In a public post, Chan expressed pride in his tenure at OpenAI, praising the extraordinary "density of hardware talent" on the team and predicting that their custom chips would become "one of the most important engines of AGI." Despite these conditions, Chan made the leap to Anthropic. While at OpenAI, he played a critical role in building custom chips from scratch and was deeply involved in the strategic partnership with Broadcom, which reportedly encountered hurdles regarding production costs and credit-worthiness.
It remains to be seen whether Anthropic recruited Chan for complete custom silicon design or to optimize software for existing hardware stacks. Chan's cryptic LinkedIn bio, "perplexity per picojoule," hints at both possibilities. Perplexity measures a language model's predictive performance, while a picojoule is a minuscule unit of energy. The objective is to extract maximum model performance per unit of energy, either through deep software optimization on existing GPUs and TPUs, or via tailored custom silicon.
Anthropic is reportedly exploring custom AI chip designs to follow in the footsteps of OpenAI and Meta. While the plans were in early development stages as of early 2026, Chan's expertise could jumpstart a dedicated hardware unit. Currently, Anthropic runs its Claude models on Google's TPUs and Amazon's chips, and recently solidified a multi-billion-dollar commitment to US computing infrastructure. Developing custom hardware, especially for inference, could dramatically boost profit margins as AI matures from research-driven breakthroughs into a capital-intensive infrastructure race.

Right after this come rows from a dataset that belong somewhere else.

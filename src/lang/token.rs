use super::Pos;

/// A lexeme with its classification and source position.
/// Immutable once produced by the lexer.
#[derive(Debug, PartialEq, Clone)]
pub struct Token {
    pub kind: TokenKind,
    pub lexeme: String,
    pub pos: Pos,
}

impl Token {
    pub fn new(kind: TokenKind, lexeme: &str, pos: Pos) -> Token {
        Token {
            kind,
            lexeme: lexeme.to_string(),
            pos,
        }
    }
}

#[derive(Debug, PartialEq, Eq, Clone, Copy)]
pub enum TokenKind {
    Word(Word),
    Number,
    Boolean,
    Str,
    Ident,
    Operator(Operator),
    LParen,
    RParen,
    LBracket,
    RBracket,
    Comma,
    NewLine,
    Eof,
}

/// The fixed instruction and function vocabulary. An identifier that
/// survives this lookup is a variable or label name.
#[derive(Debug, PartialEq, Eq, Clone, Copy, Hash)]
pub enum Word {
    Spawn,
    Color,
    Size,
    DrawLine,
    DrawCircle,
    DrawRectangle,
    Fill,
    SetCursor,
    GoTo,
    GetActualX,
    GetActualY,
    GetCanvasSize,
    GetColorCount,
    IsBrushColor,
    IsBrushSize,
    IsCanvasColor,
}

impl Word {
    pub const ALL: [Word; 16] = [
        Word::Spawn,
        Word::Color,
        Word::Size,
        Word::DrawLine,
        Word::DrawCircle,
        Word::DrawRectangle,
        Word::Fill,
        Word::SetCursor,
        Word::GoTo,
        Word::GetActualX,
        Word::GetActualY,
        Word::GetCanvasSize,
        Word::GetColorCount,
        Word::IsBrushColor,
        Word::IsBrushSize,
        Word::IsCanvasColor,
    ];

    pub fn from_str(s: &str) -> Option<Word> {
        use Word::*;
        match s {
            "Spawn" => Some(Spawn),
            "Color" => Some(Color),
            "Size" => Some(Size),
            "DrawLine" => Some(DrawLine),
            "DrawCircle" => Some(DrawCircle),
            "DrawRectangle" => Some(DrawRectangle),
            "Fill" => Some(Fill),
            "SetCursor" => Some(SetCursor),
            "GoTo" => Some(GoTo),
            "GetActualX" => Some(GetActualX),
            "GetActualY" => Some(GetActualY),
            "GetCanvasSize" => Some(GetCanvasSize),
            "GetColorCount" => Some(GetColorCount),
            "IsBrushColor" => Some(IsBrushColor),
            "IsBrushSize" => Some(IsBrushSize),
            "IsCanvasColor" => Some(IsCanvasColor),
            _ => None,
        }
    }

    /// Words that take a parenthesized argument list. `Spawn` and `GoTo`
    /// have dedicated statement forms and are not callable.
    pub fn is_callable(&self) -> bool {
        use Word::*;
        !matches!(self, Spawn | GoTo)
    }

    /// Read-only canvas/state queries, the only calls legal in
    /// expression position.
    pub fn is_query(&self) -> bool {
        use Word::*;
        matches!(
            self,
            GetActualX
                | GetActualY
                | GetCanvasSize
                | GetColorCount
                | IsBrushColor
                | IsBrushSize
                | IsCanvasColor
        )
    }
}

impl std::fmt::Display for Word {
    fn fmt(&self, f: &mut std::fmt::Formatter) -> std::fmt::Result {
        use Word::*;
        match self {
            Spawn => write!(f, "Spawn"),
            Color => write!(f, "Color"),
            Size => write!(f, "Size"),
            DrawLine => write!(f, "DrawLine"),
            DrawCircle => write!(f, "DrawCircle"),
            DrawRectangle => write!(f, "DrawRectangle"),
            Fill => write!(f, "Fill"),
            SetCursor => write!(f, "SetCursor"),
            GoTo => write!(f, "GoTo"),
            GetActualX => write!(f, "GetActualX"),
            GetActualY => write!(f, "GetActualY"),
            GetCanvasSize => write!(f, "GetCanvasSize"),
            GetColorCount => write!(f, "GetColorCount"),
            IsBrushColor => write!(f, "IsBrushColor"),
            IsBrushSize => write!(f, "IsBrushSize"),
            IsCanvasColor => write!(f, "IsCanvasColor"),
        }
    }
}

#[derive(Debug, PartialEq, Eq, Clone, Copy)]
pub enum Operator {
    Plus,
    Minus,
    Multiply,
    Divide,
    Modulo,
    Power,
    Assign,
    Equal,
    Less,
    LessEqual,
    Greater,
    GreaterEqual,
    And,
    Or,
}

impl std::fmt::Display for Operator {
    fn fmt(&self, f: &mut std::fmt::Formatter) -> std::fmt::Result {
        use Operator::*;
        match self {
            Plus => write!(f, "+"),
            Minus => write!(f, "-"),
            Multiply => write!(f, "*"),
            Divide => write!(f, "/"),
            Modulo => write!(f, "%"),
            Power => write!(f, "**"),
            Assign => write!(f, "<-"),
            Equal => write!(f, "=="),
            Less => write!(f, "<"),
            LessEqual => write!(f, "<="),
            Greater => write!(f, ">"),
            GreaterEqual => write!(f, ">="),
            And => write!(f, "&&"),
            Or => write!(f, "||"),
        }
    }
}

#[cfg(test)]
mod tests {
    use super::*;

    #[test]
    fn test_from_str() {
        assert_eq!(Word::from_str("DrawLine"), Some(Word::DrawLine));
        assert_eq!(Word::from_str("drawline"), None);
        assert_eq!(Word::from_str("PICKLES"), None);
    }

    #[test]
    fn test_callable() {
        assert!(!Word::Spawn.is_callable());
        assert!(!Word::GoTo.is_callable());
        assert!(Word::Fill.is_callable());
        assert!(Word::GetActualX.is_query());
        assert!(!Word::DrawLine.is_query());
    }
}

Prior to joining OpenAI in early 2024, Chan spent over two years at Tesla's Autopilot division. At Tesla, he focused on custom machine learning training chips, handling software framework integration, datacenter co-design, and energy-efficient numerical formats.
[AgentUpdate Depth Analysis] As the generative AI paradigm shifts from raw pre-training to dynamic AI Agent execution, compute efficiency during inference has become the ultimate competitive moat. AI Agents require multi-step reasoning, real-time environment interaction, and recursive tool execution, which exponentially increase active token generation costs. Chan's philosophy of maximizing 'perplexity per picojoule' addresses this exact operational bottleneck. Compared to competitors like Meta and Google, who already possess in-house silicon (MTIA and TPU), Anthropic's push for custom chip talent is a strategic necessity. By designing dedicated hardware or deeply optimizing software-hardware co-design, Anthropic can drastically lower the cost-per-token for agency-heavy tasks like Computer Use. This move will fundamentally redefine the AI Agent ecosystem by making autonomous workflows financially viable for enterprise-scale deployments, transitioning the market from speculative experimentation to highly optimized production.